◆ Problem description
Reproduce the listing verbatim through the line with "use crate::factory::GroupFactory;".
------ Exercise data
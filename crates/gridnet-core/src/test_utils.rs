//! Shared helpers for grouping tests.
//!
//! Enabled for this crate's own tests and, via the `test-utils` feature,
//! for downstream crates' test suites.

use std::any::Any;

use crate::engine::GroupingEngine;
use crate::factory::GroupFactory;
use crate::group::NetworkGroup;
use crate::id::{NetTag, NodeId};

pub const TEST_TAG: NetTag = NetTag(7);

/// Minimal flavor: members only, no derived state.
#[derive(Debug)]
pub struct TestGroup {
    tag: NetTag,
    members: Vec<NodeId>,
}

impl TestGroup {
    pub fn new(tag: NetTag) -> Self {
        Self {
            tag,
            members: Vec::new(),
        }
    }
}

impl NetworkGroup for TestGroup {
    fn tag(&self) -> NetTag {
        self.tag
    }

    fn members(&self) -> &[NodeId] {
        &self.members
    }

    fn add_member(&mut self, node: NodeId) {
        debug_assert!(!self.members.contains(&node));
        self.members.push(node);
    }

    fn remove_member(&mut self, node: NodeId) {
        debug_assert!(self.members.contains(&node));
        self.members.retain(|&n| n != node);
    }

    fn absorb(&mut self, _other: Box<dyn NetworkGroup>) {}

    fn as_any(&self) -> &dyn Any {
        self
    }

    fn as_any_mut(&mut self) -> &mut dyn Any {
        self
    }

    fn into_any(self: Box<Self>) -> Box<dyn Any> {
        self
    }
}

/// An engine with [`TEST_TAG`] and a couple of extra tags registered.
pub fn test_engine() -> GroupingEngine {
    let mut factory = GroupFactory::new();
    for tag in [TEST_TAG, NetTag(8), NetTag(9)] {
        factory
            .register(tag, move || Box::new(TestGroup::new(tag)))
            .expect("fresh factory");
    }
    GroupingEngine::new(factory)
}

/// Asserts the partition invariant: every node is assigned to exactly one
/// live group that lists it, and every group member points back.
pub fn assert_partition(engine: &GroupingEngine) {
    for (node, data) in engine.graph().nodes() {
        let gid = data
            .membership
            .group()
            .unwrap_or_else(|| panic!("node {node:?} unassigned outside a regroup window"));
        let group = engine
            .group(gid)
            .unwrap_or_else(|| panic!("node {node:?} assigned to dead group {gid:?}"));
        assert!(
            group.members().contains(&node),
            "group {gid:?} does not list its member {node:?}"
        );
        assert_eq!(group.tag(), data.tag, "tag mismatch for node {node:?}");
    }
    for gid in engine.group_ids() {
        let group = engine.group(gid).expect("active group must be live");
        assert!(!group.is_empty(), "active group {gid:?} is empty");
        for &node in group.members() {
            assert_eq!(
                engine.graph().membership(node).group(),
                Some(gid),
                "member {node:?} of {gid:?} points elsewhere"
            );
        }
    }
}
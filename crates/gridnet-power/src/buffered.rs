//! Battery-buffered power network.
//!
//! Loads on a buffered net draw from a chain of batteries instead of a live
//! supply pool. Each simulation step the aggregate load (scaled by the step
//! length) drains batteries strictly in registration order: the first
//! battery empties completely before the second is touched. The net is
//! *energized* while the chain covers the step's demand.
//!
//! Battery charge is handed in by the caller each step rather than stored
//! in the group, so charge survives the group being discarded and remade
//! after a topology split.

use std::any::Any;
use std::collections::BTreeMap;

use serde::{Deserialize, Serialize};
use slotmap::SecondaryMap;

use gridnet_core::fixed::Fixed64;
use gridnet_core::group::NetworkGroup;
use gridnet_core::id::{NetTag, NodeId};

use crate::{Transition, BUFFERED};

/// One battery's charge state, owned by the caller.
#[derive(Debug, Clone, Copy, PartialEq, Eq, Serialize, Deserialize)]
pub struct BatteryStore {
    pub charge: Fixed64,
    pub capacity: Fixed64,
}

impl BatteryStore {
    pub fn new(charge: Fixed64, capacity: Fixed64) -> Self {
        debug_assert!(charge >= Fixed64::ZERO && charge <= capacity);
        Self { charge, capacity }
    }

    pub fn is_empty(&self) -> bool {
        self.charge <= Fixed64::ZERO
    }

    pub fn is_full(&self) -> bool {
        self.charge >= self.capacity
    }
}

// ---------------------------------------------------------------------------
// BufferedNetwork
// ---------------------------------------------------------------------------

#[derive(Debug)]
pub struct BufferedNetwork {
    members: Vec<NodeId>,
    /// Batteries, in the order they registered. Drain order.
    receiver_order: Vec<NodeId>,
    loads: BTreeMap<NodeId, Fixed64>,
    aggregate_load: Fixed64,
    energized: bool,
}

impl BufferedNetwork {
    pub fn new() -> Self {
        Self {
            members: Vec::new(),
            receiver_order: Vec::new(),
            loads: BTreeMap::new(),
            aggregate_load: Fixed64::ZERO,
            // A net with no demand is trivially energized.
            energized: true,
        }
    }

    // -- registration -------------------------------------------------------

    /// Register a battery at the back of the drain order.
    pub fn add_battery(&mut self, node: NodeId) {
        debug_assert!(!self.receiver_order.contains(&node));
        self.receiver_order.push(node);
    }

    pub fn remove_battery(&mut self, node: NodeId) {
        self.receiver_order.retain(|&n| n != node);
    }

    /// Register a load. Double registration is a caller bug.
    pub fn add_load(&mut self, node: NodeId, draw: Fixed64) {
        debug_assert!(!self.loads.contains_key(&node));
        debug_assert!(draw >= Fixed64::ZERO);
        self.aggregate_load += draw;
        self.loads.insert(node, draw);
    }

    pub fn remove_load(&mut self, node: NodeId) {
        if let Some(draw) = self.loads.remove(&node) {
            self.aggregate_load -= draw;
        }
    }

    /// Change a load's draw in place.
    pub fn update_load(&mut self, node: NodeId, draw: Fixed64) {
        debug_assert!(draw >= Fixed64::ZERO);
        let Some(old) = self.loads.get_mut(&node) else {
            debug_assert!(false, "update of unregistered load");
            return;
        };
        self.aggregate_load += draw - *old;
        *old = draw;
    }

    // -- simulation ---------------------------------------------------------

    /// Drain one step's demand from the battery chain. Returns the
    /// energized-state edge, if this step crossed one.
    pub fn tick(
        &mut self,
        dt: Fixed64,
        stores: &mut SecondaryMap<NodeId, BatteryStore>,
    ) -> Option<Transition> {
        let mut needed = self.aggregate_load * dt;
        for &node in &self.receiver_order {
            if needed <= Fixed64::ZERO {
                break;
            }
            let Some(store) = stores.get_mut(node) else {
                debug_assert!(false, "battery without a charge store");
                continue;
            };
            let take = store.charge.min(needed);
            store.charge -= take;
            needed -= take;
        }
        let energized = needed <= Fixed64::ZERO;
        let transition = match (self.energized, energized) {
            (true, false) => Some(Transition::Entered),
            (false, true) => Some(Transition::Cleared),
            _ => None,
        };
        self.energized = energized;
        transition
    }

    /// Push charge into the chain front to back. Returns the amount the
    /// chain actually accepted.
    pub fn charge(
        &mut self,
        amount: Fixed64,
        stores: &mut SecondaryMap<NodeId, BatteryStore>,
    ) -> Fixed64 {
        debug_assert!(amount >= Fixed64::ZERO);
        let mut left = amount;
        for &node in &self.receiver_order {
            if left <= Fixed64::ZERO {
                break;
            }
            let Some(store) = stores.get_mut(node) else {
                continue;
            };
            let room = store.capacity - store.charge;
            let put = room.min(left);
            store.charge += put;
            left -= put;
        }
        amount - left
    }

    // -- queries ------------------------------------------------------------

    pub fn energized(&self) -> bool {
        self.energized
    }

    pub fn receiver_count(&self) -> usize {
        self.receiver_order.len()
    }

    pub fn load_count(&self) -> usize {
        self.loads.len()
    }

    pub fn aggregate_load(&self) -> Fixed64 {
        self.aggregate_load
    }

    /// Total charge still in the chain.
    pub fn stored_charge(&self, stores: &SecondaryMap<NodeId, BatteryStore>) -> Fixed64 {
        self.receiver_order
            .iter()
            .filter_map(|&n| stores.get(n))
            .map(|s| s.charge)
            .fold(Fixed64::ZERO, |acc, c| acc + c)
    }
}

impl Default for BufferedNetwork {
    fn default() -> Self {
        Self::new()
    }
}

impl NetworkGroup for BufferedNetwork {
    fn tag(&self) -> NetTag {
        BUFFERED
    }

    fn members(&self) -> &[NodeId] {
        &self.members
    }

    fn add_member(&mut self, node: NodeId) {
        debug_assert!(!self.members.contains(&node));
        self.members.push(node);
    }

    fn remove_member(&mut self, node: NodeId) {
        debug_assert!(self.members.contains(&node));
        self.members.retain(|&n| n != node);
        self.remove_battery(node);
        self.remove_load(node);
    }

    fn absorb(&mut self, other: Box<dyn NetworkGroup>) {
        let Ok(other) = other.into_any().downcast::<BufferedNetwork>() else {
            debug_assert!(false, "buffered group absorbed a foreign flavor");
            return;
        };
        // The absorbed chain drains after the surviving one.
        self.receiver_order.extend(other.receiver_order);
        self.aggregate_load += other.aggregate_load;
        self.loads.extend(other.loads);
        self.energized &= other.energized;
    }

    fn as_any(&self) -> &dyn Any {
        self
    }

    fn as_any_mut(&mut self) -> &mut dyn Any {
        self
    }

    fn into_any(self: Box<Self>) -> Box<dyn Any> {
        self
    }
}

// ---------------------------------------------------------------------------
// Tests
// ---------------------------------------------------------------------------
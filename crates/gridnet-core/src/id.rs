use serde::{Deserialize, Serialize};
use slotmap::new_key_type;

new_key_type! {
    /// Identifies a network-capable device node in the connectivity graph.
    pub struct NodeId;

    /// Identifies a live network group (a maintained connected component).
    pub struct GroupId;
}

/// Identifies a network flavor (mains power, battery-buffered, pipes, ...).
/// Cheap to copy and compare. A group only ever contains nodes of one tag,
/// and flood fills never cross a tag boundary.
#[derive(Debug, Clone, Copy, PartialEq, Eq, PartialOrd, Ord, Hash, Serialize, Deserialize)]
pub struct NetTag(pub u32);

#[cfg(test)]
mod tests {
    use super::*;

    #[test]
    fn net_tag_equality() {
        let a = NetTag(0);
        let b = NetTag(0);
        let c = NetTag(1);
        assert_eq!(a, b);
        assert_ne!(a, c);
    }

    #[test]
    fn net_tag_is_hashable() {
        use std::collections::HashMap;
        let mut map = HashMap::new();
        map.insert(NetTag(0), "mains");
        map.insert(NetTag(1), "buffered");
        assert_eq!(map[&NetTag(0)], "mains");
    }

    #[test]
    fn node_ids_are_distinct() {
        let mut sm = slotmap::SlotMap::<NodeId, ()>::with_key();
        let a = sm.insert(());
        let b = sm.insert(());
        assert_ne!(a, b);
    }
}
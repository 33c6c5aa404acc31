//! Regroup batching behavior driven through the full power stack.
//!
//! Topology edits inside one regroup interval must coalesce into a single
//! recompute per touched network, and the network payloads must come out of
//! a remake with their registrations replayed.

use gridnet_core::engine::GroupEvent;
use gridnet_core::fixed::{f64_to_fixed64, Fixed64};
use gridnet_core::test_utils::{assert_partition, test_engine, TEST_TAG};
use gridnet_power::mains::Priority;
use gridnet_power::system::{DeviceRole, PowerSystem};

fn fx(v: f64) -> Fixed64 {
    f64_to_fixed64(v)
}

#[test]
fn many_cuts_one_interval_one_remake_per_group() {
    let mut engine = test_engine();
    let mut events = Vec::new();
    let nodes: Vec<_> = (0..8)
        .map(|_| engine.add_device(TEST_TAG, &mut events).unwrap())
        .collect();
    for pair in nodes.windows(2) {
        engine.connect(pair[0], pair[1], &mut events);
    }

    // Three cuts in the same interval leave four components.
    engine.disconnect(nodes[1], nodes[2]);
    engine.disconnect(nodes[3], nodes[4]);
    engine.disconnect(nodes[5], nodes[6]);

    let tick_events = engine.tick(Fixed64::ONE);
    let discards = tick_events
        .iter()
        .filter(|e| matches!(e, GroupEvent::GroupDiscarded { .. }))
        .count();
    let formed = tick_events
        .iter()
        .filter(|e| matches!(e, GroupEvent::GroupFormed { .. }))
        .count();
    assert_eq!(discards, 1);
    assert_eq!(formed, 4);
    assert_partition(&engine);

    // Nothing left to do on the next interval.
    assert!(engine.tick(Fixed64::ONE).is_empty());
}

#[test]
fn remade_grid_recovers_distribution_without_manual_reregistration() {
    let mut sys = PowerSystem::new();
    let generator = sys.add_device(DeviceRole::Supplier { rate: fx(80.0) }).unwrap();
    let a = sys
        .add_device(DeviceRole::Consumer {
            draw: fx(30.0),
            priority: Priority::HIGH,
        })
        .unwrap();
    let b = sys
        .add_device(DeviceRole::Consumer {
            draw: fx(20.0),
            priority: Priority::LOW,
        })
        .unwrap();
    sys.connect(generator, a);
    sys.connect(a, b);
    sys.update(Fixed64::ONE);
    assert_eq!(sys.received_power(a), fx(30.0));
    assert_eq!(sys.received_power(b), fx(20.0));

    // Cut and immediately re-bridge through a different path, then let the
    // interval elapse. The grid never actually splits apart.
    sys.disconnect(a, b);
    sys.connect(generator, b);
    sys.update(Fixed64::ONE);

    // The remade network rebuilt its supplier and consumer tables from the
    // role registry on its own.
    assert_eq!(sys.network(generator).total_supply(), fx(80.0));
    assert_eq!(sys.network(generator).consumer_count(), 2);
    assert_eq!(sys.received_power(a), fx(30.0));
    assert_eq!(sys.received_power(b), fx(20.0));
}

#[test]
fn half_interval_updates_defer_the_split() {
    let mut sys = PowerSystem::new();
    let generator = sys.add_device(DeviceRole::Supplier { rate: fx(10.0) }).unwrap();
    let cons = sys
        .add_device(DeviceRole::Consumer {
            draw: fx(10.0),
            priority: Priority::HIGH,
        })
        .unwrap();
    sys.connect(generator, cons);
    sys.update(Fixed64::ONE);

    sys.disconnect(generator, cons);
    let half = fx(0.5);
    sys.update(half);
    // Still one grid: the interval has not elapsed.
    assert_eq!(sys.engine().group_of(generator), sys.engine().group_of(cons));

    sys.update(half);
    assert_ne!(sys.engine().group_of(generator), sys.engine().group_of(cons));
}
------------
◆ Response to the task
filename crates/gridnet-core/src/test_utils.rs
//! Shared helpers for grouping tests.
//!
//! Enabled for this crate's own tests and, via the `test-utils` feature,
//! for downstream crates' test suites.

use std::any::Any;

use crate::engine::GroupingEngine;
use crate::factory::GroupFactory;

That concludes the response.